Serves 3-5
- 3 large potatoes
- 200g minced pork
- 2 eggs
- 2 medium onions: 1chopped and 1 whole
- 1.5-2 litre of salted boiling water
- 125 g sour cream
- Salt, pepper
You will also need a muslin cloth.
Make the filling by mixing the mincemeat with 1 beaten egg, 1 chopped onion, and salt and pepper. Set aside.
Peel the potatoes. Finely grate them together with 1 onion. Put the potatoes and the onions into the muslin cloth, and squeeze the excess liquid out into a bowl. Then, carefully pour the liquid into a smaller bowl, so that the starch left at the bottom of the first bowl stays at the bottom of the bowl. Take half of the starch left behind and mix it into the boiling water so that there are no lumps.
Next, add the remaining half of the starch to the bowl of potato/onion mixture. Mix it well, divide it into 3-5 equal portions. Take one portion and put it into your palm, flatten so it is approx. 1 centimeter high; put a tablespoon of the mincemeat mixture into the centre and seal the potato mixture around it. Place the tsepeliny into simmering water and cook for 40-45 minutes.
Just before the tsepeliny are ready, fry the bacon bits in a frying pan until they release the fat and are crispy (optional: add chopped onions at this stage and fry them together). Add the sour cream and let it simmer for a few minutes.
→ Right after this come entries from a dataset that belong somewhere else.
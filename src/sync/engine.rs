//! Sync engine that orchestrates the remote gateway and the persistent store.

use std::future::Future;
use std::sync::Arc;

use serde::{de::DeserializeOwned, Serialize};
use tracing::{debug, error, info, warn};

use super::pending::{DrainReport, PendingStatusUpdate, QueueReport, WriteOutcome};
use super::result::Fetched;
use crate::api::{RemoteGateway, Restaurant, RestaurantId, Review};
use crate::error::{Error, Result};
use crate::store::{Collection, Storage};

/// Read-through cache for restaurants and reviews with buffered writes.
///
/// Reads are network-first: a successful fetch replaces the mirrored
/// collection and the caller gets the mirror back; a failed fetch serves
/// whatever the mirror holds. Writes are attempted once and queued in the
/// store on failure until `drain` replays them.
pub struct SyncEngine<G: RemoteGateway, S: Storage> {
  gateway: Arc<G>,
  store: Arc<S>,
  /// Serializes drains so two reconnect signals don't double-send
  drain_lock: Arc<tokio::sync::Mutex<()>>,
}

impl<G: RemoteGateway, S: Storage> SyncEngine<G, S> {
  pub fn new(gateway: G, store: S) -> Self {
    Self::with_shared(Arc::new(gateway), Arc::new(store))
  }

  /// Build an engine over a gateway and store shared with other components.
  pub fn with_shared(gateway: Arc<G>, store: Arc<S>) -> Self {
    Self {
      gateway,
      store,
      drain_lock: Arc::new(tokio::sync::Mutex::new(())),
    }
  }

  pub fn gateway(&self) -> &Arc<G> {
    &self.gateway
  }

  pub fn store(&self) -> &Arc<S> {
    &self.store
  }

  /// Fetch all restaurants, network first.
  pub async fn fetch_restaurants(&self) -> Result<Fetched<Vec<Restaurant>>> {
    self
      .read_through(
        Collection::Restaurants,
        || self.gateway.fetch_restaurants(),
        |_| true,
      )
      .await
  }

  /// Fetch the reviews of one restaurant, network first.
  ///
  /// Both paths filter by `restaurant_id`, so a server that ignores the query
  /// filter or a mirror holding other restaurants' reviews never leaks
  /// foreign entries.
  pub async fn fetch_reviews(&self, restaurant_id: RestaurantId) -> Result<Fetched<Vec<Review>>> {
    self
      .read_through(
        Collection::Reviews,
        || self.gateway.fetch_reviews(restaurant_id),
        |r: &Review| r.restaurant_id == restaurant_id,
      )
      .await
  }

  /// Network-first read of a whole collection, narrowed to `keep`.
  ///
  /// 1. Fetch from the network
  /// 2. On success, replace the mirror and return what the mirror now holds
  /// 3. On failure, return the mirror as is (offline mode)
  /// 4. If the mirror has nothing matching, the fresh data if there was
  ///    any, otherwise `DataUnavailable`
  async fn read_through<T, F, Fut, K>(
    &self,
    collection: Collection,
    fetcher: F,
    keep: K,
  ) -> Result<Fetched<Vec<T>>>
  where
    T: Serialize + DeserializeOwned,
    F: FnOnce() -> Fut,
    Fut: Future<Output = Result<Vec<T>>>,
    K: Fn(&T) -> bool,
  {
    let only = |records: Vec<T>| records.into_iter().filter(|r| keep(r)).collect::<Vec<_>>();

    let fresh = match fetcher().await {
      Ok(fresh) => match self.mirror(collection, &fresh) {
        Ok(mirrored) => return Ok(Fetched::from_network(only(mirrored))),
        Err(e) => {
          warn!(%collection, error = %e, "Failed to mirror fresh data");
          Some(only(fresh))
        }
      },
      Err(e) => {
        info!(%collection, error = %e, "Network fetch failed, serving cache");
        None
      }
    };

    let cached = match self.store.get_all::<T>(collection) {
      Ok(cached) => only(cached),
      Err(e) => {
        warn!(%collection, error = %e, "Failed to read cache");
        Vec::new()
      }
    };

    if !cached.is_empty() {
      return Ok(Fetched::from_cache(cached));
    }
    // Nothing usable in the mirror; the network may still have answered
    fresh
      .map(Fetched::from_network)
      .ok_or(Error::DataUnavailable)
  }

  /// Replace the collection with `records` and read it back.
  fn mirror<T>(&self, collection: Collection, records: &[T]) -> Result<Vec<T>>
  where
    T: Serialize + DeserializeOwned,
  {
    self.store.replace_all(collection, records)?;
    let mirrored = self.store.get_all(collection)?;
    debug!(%collection, count = mirrored.len(), "Mirrored fresh data");
    Ok(mirrored)
  }

  // ===== Writes =====

  /// Submit a review.
  ///
  /// The review is echoed into the reviews mirror right away so offline reads
  /// show it, then sent. Only invalid input is an error; delivery failures
  /// end up in the pending queue.
  pub async fn add_review(&self, review: &Review) -> Result<WriteOutcome> {
    validate_review(review)?;

    if let Err(e) = self.store.put(Collection::Reviews, review) {
      debug!(review_id = review.id, error = %e, "Failed to echo review into mirror");
    }

    Ok(self.deliver_review(review).await)
  }

  /// Set the favorite flag of a restaurant.
  pub async fn update_favorite(&self, restaurant_id: RestaurantId, is_favorite: bool) -> WriteOutcome {
    if let Err(e) = self.echo_favorite(restaurant_id, is_favorite) {
      debug!(restaurant_id, error = %e, "Failed to echo favorite into mirror");
    }

    self
      .deliver_status_update(&PendingStatusUpdate {
        restaurant_id,
        is_favorite,
      })
      .await
  }

  fn echo_favorite(&self, restaurant_id: RestaurantId, is_favorite: bool) -> Result<()> {
    let key = restaurant_id.to_string();
    if let Some(mut restaurant) = self.store.get::<Restaurant>(Collection::Restaurants, &key)? {
      restaurant.is_favorite = is_favorite;
      self.store.put(Collection::Restaurants, &restaurant)?;
    }
    Ok(())
  }

  /// One attempt to post a review; queue it on failure, unqueue it on success.
  async fn deliver_review(&self, review: &Review) -> WriteOutcome {
    let key = review.id.to_string();
    match self.gateway.post_review(review).await {
      Ok(()) => {
        if let Err(e) = self.store.delete(Collection::PendingReviews, &key) {
          warn!(review_id = review.id, error = %e, "Delivered review could not be unqueued");
        }
        info!(review_id = review.id, "Review delivered");
        WriteOutcome::Delivered
      }
      Err(e) => {
        info!(review_id = review.id, error = %e, "Review not delivered, queueing");
        self.enqueue(Collection::PendingReviews, review)
      }
    }
  }

  async fn deliver_status_update(&self, update: &PendingStatusUpdate) -> WriteOutcome {
    if self.send_status_update(update).await {
      let key = update.restaurant_id.to_string();
      if let Err(e) = self.store.delete(Collection::PendingStatusUpdates, &key) {
        warn!(restaurant_id = update.restaurant_id, error = %e, "Delivered status update could not be unqueued");
      }
      WriteOutcome::Delivered
    } else {
      self.enqueue(Collection::PendingStatusUpdates, update)
    }
  }

  /// Replay a queued status update.
  ///
  /// A toggle made while this one was in flight replaced the queue entry and
  /// must survive: the entry is only removed if it still holds what was sent,
  /// and a failed send never overwrites it.
  async fn redeliver_status_update(&self, update: &PendingStatusUpdate) -> WriteOutcome {
    let sent = self.send_status_update(update).await;
    let key = update.restaurant_id.to_string();
    let queued = match self.store.get::<PendingStatusUpdate>(Collection::PendingStatusUpdates, &key) {
      Ok(queued) => queued,
      Err(e) => {
        warn!(restaurant_id = update.restaurant_id, error = %e, "Failed to read queued status update");
        None
      }
    };

    match (sent, queued) {
      (true, Some(queued)) if queued == *update => {
        if let Err(e) = self.store.delete(Collection::PendingStatusUpdates, &key) {
          warn!(restaurant_id = update.restaurant_id, error = %e, "Delivered status update could not be unqueued");
        }
        WriteOutcome::Delivered
      }
      (true, queued) => {
        if queued.is_some() {
          debug!(restaurant_id = update.restaurant_id, "Newer status update queued meanwhile, keeping it");
        }
        WriteOutcome::Delivered
      }
      (false, Some(_)) => WriteOutcome::Queued,
      (false, None) => self.enqueue(Collection::PendingStatusUpdates, update),
    }
  }

  async fn send_status_update(&self, update: &PendingStatusUpdate) -> bool {
    match self
      .gateway
      .put_favorite_status(update.restaurant_id, update.is_favorite)
      .await
    {
      Ok(()) => {
        info!(
          restaurant_id = update.restaurant_id,
          is_favorite = update.is_favorite,
          "Favorite status delivered"
        );
        true
      }
      Err(e) => {
        info!(restaurant_id = update.restaurant_id, error = %e, "Favorite status not delivered, queueing");
        false
      }
    }
  }

  fn enqueue<T: Serialize>(&self, collection: Collection, record: &T) -> WriteOutcome {
    match self.store.put(collection, record) {
      Ok(()) => WriteOutcome::Queued,
      Err(e) => {
        error!(%collection, error = %e, "Failed to queue write, it will be lost");
        WriteOutcome::Dropped
      }
    }
  }

  // ===== Pending queues =====

  pub fn pending_reviews(&self) -> Result<Vec<Review>> {
    self.store.get_all(Collection::PendingReviews)
  }

  pub fn pending_status_updates(&self) -> Result<Vec<PendingStatusUpdate>> {
    self.store.get_all(Collection::PendingStatusUpdates)
  }

  /// Hand a review to the background worker's sync event instead of sending
  /// it now. One entry per restaurant; a newer review replaces an older one.
  pub fn queue_for_background_sync(&self, review: &Review) -> Result<()> {
    validate_review(review)?;
    self.store.put(Collection::ReviewsToSend, review)
  }

  /// Replay every pending write through the live write path.
  ///
  /// Both queues drain concurrently; within a queue a failed entry is
  /// requeued and the rest still run. Never fails: an unreadable queue is
  /// logged and counts as empty.
  pub async fn drain(&self) -> DrainReport {
    let _guard = self.drain_lock.lock().await;

    let (reviews, status_updates) = tokio::join!(self.drain_reviews(), self.drain_status_updates());
    let report = DrainReport {
      reviews,
      status_updates,
    };

    if !report.is_empty() {
      info!(
        reviews_delivered = report.reviews.delivered,
        status_delivered = report.status_updates.delivered,
        remaining = report.remaining(),
        "Drained pending writes"
      );
    }
    report
  }

  async fn drain_reviews(&self) -> QueueReport {
    let mut report = QueueReport::default();
    let pending = match self.pending_reviews() {
      Ok(pending) => pending,
      Err(e) => {
        warn!(error = %e, "Failed to read pending reviews");
        return report;
      }
    };

    for review in pending {
      report.record(self.deliver_review(&review).await);
    }
    report
  }

  async fn drain_status_updates(&self) -> QueueReport {
    let mut report = QueueReport::default();
    let pending = match self.pending_status_updates() {
      Ok(pending) => pending,
      Err(e) => {
        warn!(error = %e, "Failed to read pending status updates");
        return report;
      }
    };

    for update in pending {
      report.record(self.redeliver_status_update(&update).await);
    }
    report
  }
}

impl<G: RemoteGateway, S: Storage> Clone for SyncEngine<G, S> {
  fn clone(&self) -> Self {
    Self {
      gateway: Arc::clone(&self.gateway),
      store: Arc::clone(&self.store),
      drain_lock: Arc::clone(&self.drain_lock),
    }
  }
}

/// Reject reviews the server would refuse anyway.
pub fn validate_review(review: &Review) -> Result<()> {
  if review.name.trim().is_empty() {
    return Err(Error::InvalidInput("Review needs a name".to_string()));
  }
  if !(1..=5).contains(&review.rating) {
    return Err(Error::InvalidInput(format!(
      "Rating must be between 1 and 5, got {}",
      review.rating
    )));
  }
  Ok(())
}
Serve 1 piece of tsepeliny per person, topped with the sour cream/bacon sauce.
Vinigret
We also made Vinigret - just in case, horror, someone doesn't know what it is. It's a beetroot and potato salad. I call it 'a light, summary, version of the (in?) famous Russian potato salad, or Olivier'.
Serves 6-8 people
- 180 g potatoes
- 130 g beetroot
- 90 g carrot
- 90 g onions
- 60 g gherkins (preferably salted, not marinated in sugar)
- 60 g sauerkraut
- 30 g peas (fresh, or frozen or canned)
- 50 g olive oil
- lemon juice
- salt and pepper
Make the dressing by mixing olive oil with lemon juice. Add salt and pepper and mix the salad well. Vinigret is best eaten chilled with rye bread.
Oladushki (Russian fluffy pancakes)
As a desert we made these amazing, probably about 2 cm high, pancakes. By mistake Julia put one extra egg, which made oladushki even fluffier! I made a point to the audience about eating them with a mixture of sourcream and granulated sugar. The combination had been tested on the Irish before and they loved it! These lovely airy oladushki really reminded me many breakfasts made by my mum. She used to make lots of them before I was even awake and keep them warm in a pan. I would then have them with coffee and cream - rare occasions I had coffee in those days.
Serves 4
160 g white flour
225 ml buttermilk
1 egg
1/2 tsp baking soda
1/2 tsp salt
2 tsp sugar
1 tsp vegetable oil, for pan frying
First, measure the buttermilk into a small bowl and sprinkle the baking soda on top and allow the mixture bubble. Then, whisk the egg, salt, and sugar into the buttermilk mixture. Next, slowly add the flour to the batter by whisking until mixture appears to have an even consistency, set aside. Heat pan to medium high heat and add the vegetable oil. Scoop the batter with a tablespoon and drop by tablespoonfuls into the pan. Fill the pan with 6-7 tablespoonfuls spaced evenly apart. Fry until golden brown, flip once bubbles have appeared on the surface and popped. Repeat frying process until all of the batter is used.
Serving suggestions:
Make several dips by mixing sour cream with jam; sourcream with granulated sugar, and honey.
Kate, the Polish girl, made some scruptious vegetarian dishes, such as Pirogi (the stress is on the second syllabus) - which are in fact what we, Russians, call Vareniki - pelmeni like dumplings, slightly bigger than Russian pelmeni, usually made with vegeterian fillings, in this case potatoes, onions and cream cheese; served with hot sizzling melted butter.....the evening was a success (Julia was a star:))! If we could serve the dishes with some frozen shorts of vodka - we would have probably had to stay and make some Eastern European concoctions in the morning for breakfast.
Tomorrow is a start of the second leg of my trip - France, south of France. I'm staying in a small farm with a family, not far from Carcasonne. They've asked me to take a swimming costume. Apparently, there are rivers around in which I could swim after a hard day of gardening..a bientot!
1 comment:
Interesting to hear about the Eastern European event @ Ballymaloe (I love books by Rachel Allen, Darina's daughter-in-law, btw).
I've got quite a lot of Eastern European (as well as Estonian) recipes on my blog - incl. my favourite vinaigrette recipe.